Es evidente cómo la incomprensión del tema de la participación activa ha llevado a una pérdida de interioridad: si el silencio parece un "vacío" para muchos hoy en día, quizás se deba a la falta de una educación efectiva en esta dimensión fundamental de la fe. También cabe destacar que, al observar más de cerca, las canciones que caracterizan muchas de nuestras liturgias dominicales parecen abordar el sentimiento más que la contemplación. "Este tema", enfatiza Porfiri, "es sumamente importante. Este género musical nos confronta con el problema del sentimentalismo, entendido como una corrupción del sentimiento: estas canciones utilizan ciertos recursos musicales para tocar la dimensión emocional, pero no tienen nada específicamente adecuado para la liturgia . Hoy en día, a la mayoría de las personas les cuesta reconocer qué música es apropiada para la liturgia y cuál no, porque en las últimas décadas ha habido una falta de educación en el gusto: hay tal falta de educación en la belleza que pocos son conscientes de esta crisis".
Al acercarse a los jóvenes con el tipo de música que escuchan en la iglesia hoy, "¿pero dónde están los jóvenes?" Sentimentalismo a expensas de la contemplación.

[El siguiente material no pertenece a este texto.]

impl core::fmt::Display for SnapshotError {
    fn fmt(&self, f: &mut core::fmt::Formatter<'_>) -> core::fmt::Result {
        match self {
            SnapshotError::HeaderTooShort { actual } => {
                write!(f, "Header too short: need {} bytes, got {}", SNAPSHOT_HEADER_SIZE, actual)
            }
            SnapshotError::InvalidMagic { actual } => {
                write!(f, "Invalid magic: expected {:?}, got {:?}", SNAPSHOT_MAGIC, actual)
            }
            SnapshotError::UnsupportedVersion { actual } => {
                write!(f, "Unsupported version: expected {}, got {}", SnapshotHeader::VERSION, actual)
            }
            SnapshotError::SaltLengthMismatch { expected, actual } => {
                write!(f, "Salt length mismatch: expected {}, got {}", expected, actual)
            }
            SnapshotError::HasherMismatch { expected, actual } => {
                write!(f, "Hasher mismatch: expected {}, snapshot uses {}", expected, actual)
            }
            SnapshotError::Empty => write!(f, "Snapshot holds no leaves"),
            SnapshotError::Truncated { section, offset } => {
                write!(f, "Truncated {} section at byte {}", section, offset)
            }
            SnapshotError::InvalidSlotFlag { index, flag } => {
                write!(f, "Invalid flag {} for slot {}", flag, index)
            }
            SnapshotError::TombstoneWithRecord { index, len } => {
                write!(f, "Tombstoned slot {} carries {} record bytes", index, len)
            }
            SnapshotError::TrailingBytes { count } => {
                write!(f, "{} trailing bytes after last level", count)
            }
            SnapshotError::LevelMismatch { level } => {
                write!(f, "Level {} does not match the rebuilt tree", level)
            }
            SnapshotError::RootMismatch => write!(f, "Root does not match the rebuilt tree"),
        }
    }
}

impl std::error::Error for SnapshotError {}

/// Serialize a tree, levels included
pub fn encode<H: HashFunction>(tree: &AuthenticatedTree<H>) -> Vec<u8> {
    let header = SnapshotHeader::new(
        tree.len() as u64,
        tree.height() as u32,
        tree.hasher().name(),
        tree.root(),
    );

    let record_bytes: usize = tree
        .slots()
        .iter()
        .map(|slot| 1 + SALT_LEN + 4 + slot.record().map_or(0, <[u8]>::len))
        .sum();
    let level_bytes: usize = tree
        .levels()
        .iter()
        .map(|level| 8 + level.len() * DIGEST_SIZE)
        .sum();

    let mut buf = Vec::with_capacity(SNAPSHOT_HEADER_SIZE + record_bytes + level_bytes);
    buf.extend_from_slice(&header.to_bytes());

    for slot in tree.slots() {
        let (flag, record) = match slot.record() {
            Some(record) => (SLOT_LIVE, record),
            None => (SLOT_TOMBSTONED, &[][..]),
        };
        buf.push(flag);
        buf.extend_from_slice(slot.salt().as_bytes());
        buf.extend_from_slice(&(record.len() as u32).to_le_bytes());
        buf.extend_from_slice(record);
    }

    for level in tree.levels() {
        buf.extend_from_slice(&(level.len() as u64).to_le_bytes());
        for digest in level {
            buf.extend_from_slice(digest.as_bytes());
        }
    }

    buf
}

/// Parse and validate a snapshot; future inserts salt from the OS RNG
pub fn decode<H: HashFunction>(hasher: H, data: &[u8]) -> crate::Result<AuthenticatedTree<H>> {
    let header = SnapshotHeader::from_bytes(data)?;
    if header.version != SnapshotHeader::VERSION {
        return Err(SnapshotError::UnsupportedVersion { actual: header.version }.into());
    }
    if header.salt_len != SALT_LEN as u32 {
        return Err(SnapshotError::SaltLengthMismatch {
            expected: SALT_LEN as u32,
            actual: header.salt_len,
        }
        .into());
    }
    if header.hasher_name() != hasher.name() {
        return Err(SnapshotError::HasherMismatch {
            expected: hasher.name().to_string(),
            actual: header.hasher_name(),
        }
        .into());
    }
    if header.leaf_count == 0 {
        return Err(SnapshotError::Empty.into());
    }

    let mut reader = Reader::new(data);
    reader.skip(SNAPSHOT_HEADER_SIZE);

    // a corrupt count must not drive a huge allocation
    let min_slot = 1 + SALT_LEN + 4;
    let mut slots = Vec::with_capacity((header.leaf_count as usize).min(reader.remaining() / min_slot));
    for index in 0..header.leaf_count {
        let flag = reader.u8("slots")?;
        let salt = Salt::new(reader.array("slots")?);
        let len = reader.u32("slots")?;
        let record = reader.take(len as usize, "slots")?;
        let slot = match flag {
            SLOT_LIVE => LeafSlot::live(record.to_vec(), salt),
            SLOT_TOMBSTONED if len != 0 => {
                return Err(SnapshotError::TombstoneWithRecord { index, len }.into())
            }
            SLOT_TOMBSTONED => LeafSlot::tombstoned(salt),
            flag => return Err(SnapshotError::InvalidSlotFlag { index, flag }.into()),
        };
        slots.push(slot);
    }

    let mut stored = Vec::with_capacity((header.level_count as usize).min(64));
    for _ in 0..header.level_count {
        let len = reader.u64("levels")? as usize;
        let mut level = Vec::with_capacity(len.min(reader.remaining() / DIGEST_SIZE));
        for _ in 0..len {
            level.push(Digest::new(reader.array("levels")?));
        }
        stored.push(level);
    }
    if reader.remaining() != 0 {
        return Err(SnapshotError::TrailingBytes { count: reader.remaining() }.into());
    }

    let tree = AuthenticatedTree::from_slots(hasher, slots, Box::new(OsRng))?;

    let rebuilt = tree.levels();
    for level in 0..rebuilt.len().max(stored.len()) {
        if rebuilt.get(level) != stored.get(level) {
            return Err(SnapshotError::LevelMismatch { level }.into());
        }
    }
    if tree.root() != header.root {
        return Err(SnapshotError::RootMismatch.into());
    }

    Ok(tree)
}

/// Write a snapshot file
pub fn save<H: HashFunction>(tree: &AuthenticatedTree<H>, path: impl AsRef<Path>) -> crate::Result<()> {
    std::fs::write(path.as_ref(), encode(tree))?;
    Ok(())
}

/// Read and validate a snapshot file
pub fn load<H: HashFunction>(hasher: H, path: impl AsRef<Path>) -> crate::Result<AuthenticatedTree<H>> {
    let data = std::fs::read(path.as_ref())?;
    decode(hasher, &data)
}

/// Bounds-checked little-endian cursor
struct Reader<'a> {
    data: &'a [u8],
    offset: usize,
}

impl<'a> Reader<'a> {
    fn new(data: &'a [u8]) -> Self {
        Self { data, offset: 0 }
    }

    fn remaining(&self) -> usize {
        self.data.len() - self.offset
    }

    fn skip(&mut self, n: usize) {
        self.offset = (self.offset + n).min(self.data.len());
    }

    fn take(&mut self, n: usize, section: &'static str) -> Result<&'a [u8], SnapshotError> {
        if n > self.remaining() {
            return Err(SnapshotError::Truncated {
                section,
                offset: self.offset,
            });
        }
        let out = &self.data[self.offset..self.offset + n];
        self.offset += n;
        Ok(out)
    }

    fn array<const N: usize>(&mut self, section: &'static str) -> Result<[u8; N], SnapshotError> {
        let mut out = [0u8; N];
        out.copy_from_slice(self.take(N, section)?);
        Ok(out)
    }

    fn u8(&mut self, section: &'static str) -> Result<u8, SnapshotError> {
        Ok(self.array::<1>(section)?[0])
    }

    fn u16(&mut self, section: &'static str) -> Result<u16, SnapshotError> {
        Ok(u16::from_le_bytes(self.array(section)?))
    }

    fn u32(&mut self, section: &'static str) -> Result<u32, SnapshotError> {
        Ok(u32::from_le_bytes(self.array(section)?))
    }

    fn u64(&mut self, section: &'static str) -> Result<u64, SnapshotError> {
        Ok(u64::from_le_bytes(self.array(section)?))
    }
}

Se trata, pues, de educar en la belleza. Y es oportuno, a este respecto, recordar cómo Benedicto XVI consideraba el arte musical una puerta abierta a esa vía pulchritudinis que nos permite elevar la mirada a las alturas del deseo que teje la naturaleza humana: «La música —escribió— tiene la capacidad de señalar, más allá de sí misma, al Creador de toda armonía y de evocar en nosotros resonancias que son, por así decirlo, una sintonía con la belleza y la verdad de Dios». Además, en referencia a San Bernardo, el mismo pontífice recordó cómo exigía a sus monjes la máxima atención en la ejecución del canto, considerando la música mal interpretada una caída en lo que él llamaba regio dissimilitudinis. La Iglesia nos sumerge en la belleza para guiarnos hacia nosotros mismos y hacia esa interioridad en la que, a través de las notas, pero también a través del silencio, reside no la soledad, sino la relación más profunda. “Toda belleza”, concluye Porfiri, “es un reflejo de Dios. Hay un hermoso poema de Tagore que enfatiza el valor de la música: Sé que te deleitas en mi canto, / que solo como cantante / puedo presentarme ante ti. / Con el ala extendida de mi canto / toco tus pies, que nunca / pensé que podría tocar. La belleza del canto es algo que abre el alma a Dios”.